As a web dev, html css is a horrible abstraction. You need complicated compilers, preprocessors, build toolchains and frameworks to make it usable. I much prefer the way flutter does things. Scales infinitely better than html/css and performs much better too. Nothing kills an app more than a laggy web based interface. I can pretty much tell just by using an app whether its native or made with web tech.
@@askeladden450 That's not an even comparison. If you want Flutter, you can use WebGPU to render fragment shaders, and use compute shaders to handle box layouts or physical animations.
There are also ways of getting GPU accelerated CSS compositing layers for animation (see viewtransitions and the animation api).
I hope you don't use consoles, or VR, because you would be perpetually surrounded by said web tech.
@@SeanJMay ok, and? Again, all that complexity just to replicate what you can do far more easily in flutter. At this point, just use native c++ or kotlin.
Oh and nice you mentioned consoles. Just proves my example how badly some of these web interfaces perform. Remember how bad the webgl based ps4 ui performed? Atrocious. And steam big picture ui is just a colossal mess in terms of performance.
Why not ditch tauri and electron all together, and use flutter instead. Single code base for all mobile, desktop platforms plus web 😄
Because it doesn’t use standard web tech, it uses Dart, which means you can’t build a flourishing community of plugin/extension creators.
@ That’s false bias people have, more ideological than technical merits.
@@sunflash9 no it’s a fact. Do more devs in the world know html css js or dart?
@@edwardo737 Doesn’t matter, just because most dev “need” to knows html,css,JavaScript to some degree doesn’t mean is a better tools. Most people eat junk food and drinks cola doesn’t mean its healthy food. HTML, CSS and JavaScript concepts is from 80, when most webpages just static text and “table”. Where webassembly and webgpu are the modern replacement more suitable for interactive app and graphics, 3D applications, and it can be written in several languages and compile to it.
RN for Mac and Windows?
it's just better
Buenas estrategias
This is an oversimplification, but...
If you don't need cross-platform support and you just want to build a Windows desktop app: pick Tauri.

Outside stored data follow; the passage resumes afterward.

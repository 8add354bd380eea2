//! User configuration and config-root resolution.

use std::collections::BTreeMap;
use std::env;
use std::fs;
use std::io::Write;
use std::path::{Path, PathBuf};
use std::time::Duration;

use chat_provider::Model;
use serde::{Deserialize, Serialize};
use thiserror::Error;
use tracing::{debug, info};

use crate::attachments::DEFAULT_MAX_UPLOAD_BYTES;

pub const CONFIG_TOML: &str = "config.toml";
pub const CONFIG_JSON: &str = "config.json";
pub const HOME_ENV: &str = "GEM_CHAT_HOME";
pub const MODEL_ENV: &str = "GEM_CHAT_MODEL";
pub const VERBOSE_ENV: &str = "GEM_CHAT_VERBOSE";
pub const BACKEND_ENV: &str = "GEM_CHAT_BACKEND";
const APP_DIR: &str = "gem-chat";

#[derive(Debug, Error)]
pub enum ConfigError {
    #[error("I/O error while {operation} at {path}: {source}")]
    Io {
        operation: &'static str,
        path: PathBuf,
        #[source]
        source: std::io::Error,
    },

    #[error("invalid TOML in {path}: {source}")]
    Toml {
        path: PathBuf,
        #[source]
        source: toml::de::Error,
    },

    #[error("failed to write TOML for {path}: {source}")]
    TomlSerialize {
        path: PathBuf,
        #[source]
        source: toml::ser::Error,
    },

    #[error("invalid JSON in {path}: {source}")]
    Json {
        path: PathBuf,
        #[source]
        source: serde_json::Error,
    },

    #[error("invalid value for {key}: {reason}")]
    InvalidEnv { key: &'static str, reason: String },

    #[error("no config directory; pass --config-dir or set {HOME_ENV}")]
    NoConfigRoot,
}

impl ConfigError {
    fn io(operation: &'static str, path: &Path, source: std::io::Error) -> Self {
        Self::Io {
            operation,
            path: path.to_path_buf(),
            source,
        }
    }
}

#[derive(Debug, Clone, Copy, Default, PartialEq, Eq)]
pub enum ConfigFormat {
    #[default]
    Toml,
    Json,
}

impl ConfigFormat {
    #[must_use]
    pub fn file_name(self) -> &'static str {
        match self {
            Self::Toml => CONFIG_TOML,
            Self::Json => CONFIG_JSON,
        }
    }
}

#[derive(Debug, Clone, PartialEq, Serialize, Deserialize)]
#[serde(default)]
pub struct Config {
    #[serde(alias = "defaultModel")]
    pub default_model: Model,
    pub verbose: bool,
    #[serde(alias = "autoClose")]
    pub auto_close: bool,
    #[serde(alias = "closeDelaySeconds")]
    pub close_delay_seconds: u64,
    #[serde(alias = "autoReInit")]
    pub auto_re_init: bool,
    #[serde(alias = "copyToClipboard")]
    pub copy_to_clipboard: bool,
    #[serde(alias = "markdownStyle")]
    pub markdown_style: String,
    #[serde(alias = "tuiTheme")]
    pub tui_theme: String,
    #[serde(alias = "requestTimeoutSeconds")]
    pub request_timeout_seconds: u64,
    #[serde(alias = "sendDeadlineSeconds")]
    pub send_deadline_seconds: u64,
    #[serde(alias = "uploadTimeoutSeconds")]
    pub upload_timeout_seconds: u64,
    #[serde(alias = "maxUploadBytes")]
    pub max_upload_bytes: u64,
    pub backend: String,
    /// Keys this version does not know; written back untouched.
    #[serde(flatten)]
    pub extra: BTreeMap<String, serde_json::Value>,
    #[serde(skip)]
    format: ConfigFormat,
}

impl Default for Config {
    fn default() -> Self {
        Self {
            default_model: Model::Unspecified,
            verbose: false,
            auto_close: false,
            close_delay_seconds: 300,
            auto_re_init: true,
            copy_to_clipboard: false,
            markdown_style: "dark".to_owned(),
            tui_theme: "default".to_owned(),
            request_timeout_seconds: 60,
            send_deadline_seconds: 180,
            upload_timeout_seconds: 120,
            max_upload_bytes: DEFAULT_MAX_UPLOAD_BYTES,
            backend: "web".to_owned(),
            extra: BTreeMap::new(),
            format: ConfigFormat::Toml,
        }
    }
}

impl Config {
    /// Loads `config.toml`, else `config.json`, else defaults.
    pub fn load(root: &Path) -> Result<Self, ConfigError> {
        let toml_path = root.join(CONFIG_TOML);
        if toml_path.is_file() {
            let text = read(&toml_path)?;
            let mut config: Config = toml::from_str(&text).map_err(|source| ConfigError::Toml {
                path: toml_path.clone(),
                source,
            })?;
            config.format = ConfigFormat::Toml;
            debug!(path = %toml_path.display(), "config loaded");
            return Ok(config);
        }

        let json_path = root.join(CONFIG_JSON);
        if json_path.is_file() {
            let text = read(&json_path)?;
            let mut config: Config =
                serde_json::from_str(&text).map_err(|source| ConfigError::Json {
                    path: json_path.clone(),
                    source,
                })?;
            config.format = ConfigFormat::Json;
            debug!(path = %json_path.display(), "config loaded");
            return Ok(config);
        }

        Ok(Self::default())
    }

    /// Loads the config, writing a default `config.toml` when none exists.
    pub fn load_or_init(root: &Path) -> Result<Self, ConfigError> {
        let exists = root.join(CONFIG_TOML).is_file() || root.join(CONFIG_JSON).is_file();
        let config = Self::load(root)?;
        if !exists {
            config.save(root)?;
            info!(root = %root.display(), "wrote default config");
        }
        Ok(config)
    }

    /// Writes in the format the config was loaded from.
    pub fn save(&self, root: &Path) -> Result<PathBuf, ConfigError> {
        let path = root.join(self.format.file_name());
        let text = match self.format {
            ConfigFormat::Toml => toml::to_string_pretty(self).map_err(|source| {
                ConfigError::TomlSerialize {
                    path: path.clone(),
                    source,
                }
            })?,
            ConfigFormat::Json => {
                let mut text =
                    serde_json::to_string_pretty(self).map_err(|source| ConfigError::Json {
                        path: path.clone(),
                        source,
                    })?;
                text.push('\n');
                text
            }
        };
        fs::create_dir_all(root).map_err(|error| ConfigError::io("creating", root, error))?;
        write_atomic(&path, text.as_bytes())?;
        Ok(path)
    }

    #[must_use]
    pub fn format(&self) -> ConfigFormat {
        self.format
    }

    /// Applies `GEM_CHAT_*` overrides read through `lookup`.
    pub fn apply_env_overrides<F>(&mut self, lookup: F) -> Result<(), ConfigError>
    where
        F: Fn(&str) -> Option<String>,
    {
        if let Some(value) = non_empty(lookup(MODEL_ENV)) {
            self.default_model = value
                .parse()
                .map_err(|reason| ConfigError::InvalidEnv {
                    key: MODEL_ENV,
                    reason,
                })?;
        }
        if let Some(value) = non_empty(lookup(VERBOSE_ENV)) {
            self.verbose = value == "1" || value.eq_ignore_ascii_case("true");
        }
        if let Some(value) = non_empty(lookup(BACKEND_ENV)) {
            self.backend = value.trim().to_ascii_lowercase();
        }
        Ok(())
    }

    #[must_use]
    pub fn request_timeout(&self) -> Duration {
        Duration::from_secs(self.request_timeout_seconds)
    }

    #[must_use]
    pub fn send_deadline(&self) -> Duration {
        Duration::from_secs(self.send_deadline_seconds)
    }

    #[must_use]
    pub fn upload_timeout(&self) -> Duration {
        Duration::from_secs(self.upload_timeout_seconds)
    }

    /// Idle delay before the web session is dropped, if enabled.
    #[must_use]
    pub fn close_delay(&self) -> Option<Duration> {
        self.auto_close
            .then(|| Duration::from_secs(self.close_delay_seconds))
    }
}

/// `--config-dir`, else `GEM_CHAT_HOME`, else the platform config dir.
pub fn resolve_config_root<F>(explicit: Option<&Path>, lookup: F) -> Result<PathBuf, ConfigError>
where
    F: Fn(&str) -> Option<String>,
{
    if let Some(path) = explicit {
        return Ok(path.to_path_buf());
    }
    if let Some(home) = non_empty(lookup(HOME_ENV)) {
        return Ok(PathBuf::from(home));
    }
    dirs::config_dir()
        .map(|dir| dir.join(APP_DIR))
        .ok_or(ConfigError::NoConfigRoot)
}

/// Process environment lookup for [`Config::apply_env_overrides`].
#[must_use]
pub fn process_env(key: &str) -> Option<String> {
    env::var(key).ok()
}

fn non_empty(value: Option<String>) -> Option<String> {
    value.filter(|value| !value.trim().is_empty())
}

fn read(path: &Path) -> Result<String, ConfigError> {
    fs::read_to_string(path).map_err(|error| ConfigError::io("reading", path, error))
}

fn write_atomic(path: &Path, bytes: &[u8]) -> Result<(), ConfigError> {
    let file_name = path
        .file_name()
        .map(|name| name.to_string_lossy().into_owned())
        .unwrap_or_default();
    let temp = path.with_file_name(format!(".{file_name}.tmp"));

    let mut file =
        fs::File::create(&temp).map_err(|error| ConfigError::io("creating", &temp, error))?;
    file.write_all(bytes)
        .map_err(|error| ConfigError::io("writing", &temp, error))?;
    file.sync_all()
        .map_err(|error| ConfigError::io("syncing", &temp, error))?;
    drop(file);
    fs::rename(&temp, path).map_err(|error| ConfigError::io("renaming", path, error))
}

tauri can break your javascript 😂 you have to make config file for what to support
That's the point, like deno
now do win32
Electron gets a lot of criticism for the memory/disk usage but personally I don't think it's much of an issue on modern computers, I for sure never minded the performance of electron-based apps. Just the fact that it makes it so easy to build out UIs which is usually a huge hassle on the desktop apps makes is a huge plus and that's probably why it got so popular. Still gotta give Tauri a try, I kinda want to learn Rust at the same though to make the most of it.
Solidtime looks pretty cool by the way! I'm already dedicated to TogglTrack which I like a lot and seems to be doing all the same things, otherwise I'd give it a try 😉
I get that argument and I like Electron but the concept scales poorly. If every app was like an Electron app then the waste becomes offensive and shameful. Are modern computers meant to just deal with bloat? The hardware engineering makes incredible advances and all the software guys can think to accomplish with it is waste memory and cpu. It's disappointing isn't it?
Please don't use electron. Please. Please. Please.
While I disagree Tauri is back-end, I very much enjoyed the video.
qt
Neither of these are REAL desktop apps though 😅
Please define what a "Real" Desktop App is?
@@dustsucker4704 his comment ends with a winking face...he's trolling/baiting.
@@dustsucker4704hes using the words "real desktop apps" as apps that are using native gui
@@dustsucker4704 not web apps in a cut down browser of some sort at least, native apps, you might not remember those...
They are fully functional desktop apps, just not NATIVE.